§ Activity
Only a number is expected: how many lines in the entries that follow contain the word "names"?
Start of Record set
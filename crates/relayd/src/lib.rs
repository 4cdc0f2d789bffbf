//! Relay daemon library - exposes modules for testing.

pub mod backend;
pub mod classifier;
pub mod config;
pub mod error;
pub mod formatter;
pub mod llm_client;
pub mod metrics;
pub mod orchestrator;
pub mod registry;
pub mod routes;
pub mod server;
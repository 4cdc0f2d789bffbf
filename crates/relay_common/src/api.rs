//! HTTP request and response bodies for relayd.

use crate::dispatch::{BackendAction, BackendOutcome};
use serde::{Deserialize, Serialize};
use std::collections::HashMap;

/// Body of `POST /v1/prompt` and `POST /v1/activities`.
///
/// `prompt` is optional on the wire so a missing field can be reported as a
/// client error with a readable message instead of a bare rejection.
#[derive(Debug, Clone, Default, Serialize, Deserialize)]
pub struct PromptRequest {
    #[serde(default)]
    pub prompt: Option<String>,
}

impl PromptRequest {
    pub fn new(prompt: impl Into<String>) -> Self {
        Self {
            prompt: Some(prompt.into()),
        }
    }
}

/// Body of `POST /v1/backends/{name}/execute`: an already-resolved action.
#[derive(Debug, Clone, Serialize, Deserialize)]
pub struct ActionRequest {
    pub action: String,
    #[serde(default)]
    pub params: HashMap<String, String>,
}

impl From<ActionRequest> for BackendAction {
    fn from(req: ActionRequest) -> Self {
        BackendAction {
            operation: req.action,
            parameters: req.params,
        }
    }
}

/// One activity in the normalised format produced by the activity formatter.
#[derive(Debug, Clone, Default, PartialEq, Serialize, Deserialize)]
pub struct Activity {
    #[serde(default)]
    pub image: Option<String>,
    #[serde(default)]
    pub activity_name: Option<String>,
    #[serde(default)]
    pub time: Option<String>,
    #[serde(default)]
    pub date: Option<String>,
    #[serde(default)]
    pub location: Option<String>,
    #[serde(default)]
    pub details: Option<String>,
    #[serde(default)]
    pub link: Option<String>,
}

/// Body returned by `POST /v1/activities`.
#[derive(Debug, Clone, Default, Serialize, Deserialize)]
pub struct ActivityResponse {
    pub activities: Vec<Activity>,
    /// Outcomes of backends that failed or were skipped, in classifier order.
    #[serde(default)]
    pub errors: Vec<BackendOutcome>,
}

impl ActivityResponse {
    /// Keep only the failed outcomes, preserving their order
    pub fn new(activities: Vec<Activity>, outcomes: Vec<BackendOutcome>) -> Self {
        Self {
            activities,
            errors: outcomes.into_iter().filter(|o| !o.is_success()).collect(),
        }
    }
}

#[derive(Debug, Clone, Serialize, Deserialize)]
pub struct HealthResponse {
    pub status: String,
    pub version: String,
    pub uptime_seconds: u64,
    pub backends: Vec<String>,
}

/// JSON error body used for request-level failures.
#[derive(Debug, Clone, Serialize, Deserialize)]
pub struct ErrorBody {
    pub error: String,
}

#[cfg(test)]
mod tests {
    use super::*;
    use serde_json::json;

    #[test]
    fn test_activity_response_keeps_failure_order() {
        let response = ActivityResponse::new(
            vec![Activity::default()],
            vec![
                BackendOutcome::below_threshold("Weather", 10),
                BackendOutcome::success("Ticketing", json!({"events": []})),
                BackendOutcome::unregistered("Dining"),
            ],
        );

        let names: Vec<_> = response.errors.iter().map(|o| o.backend.as_str()).collect();
        assert_eq!(names, vec!["Weather", "Dining"]);
        assert!(response.errors.iter().all(|o| o.data.is_none()));
    }
}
End of Record set
§ Solution for this task
2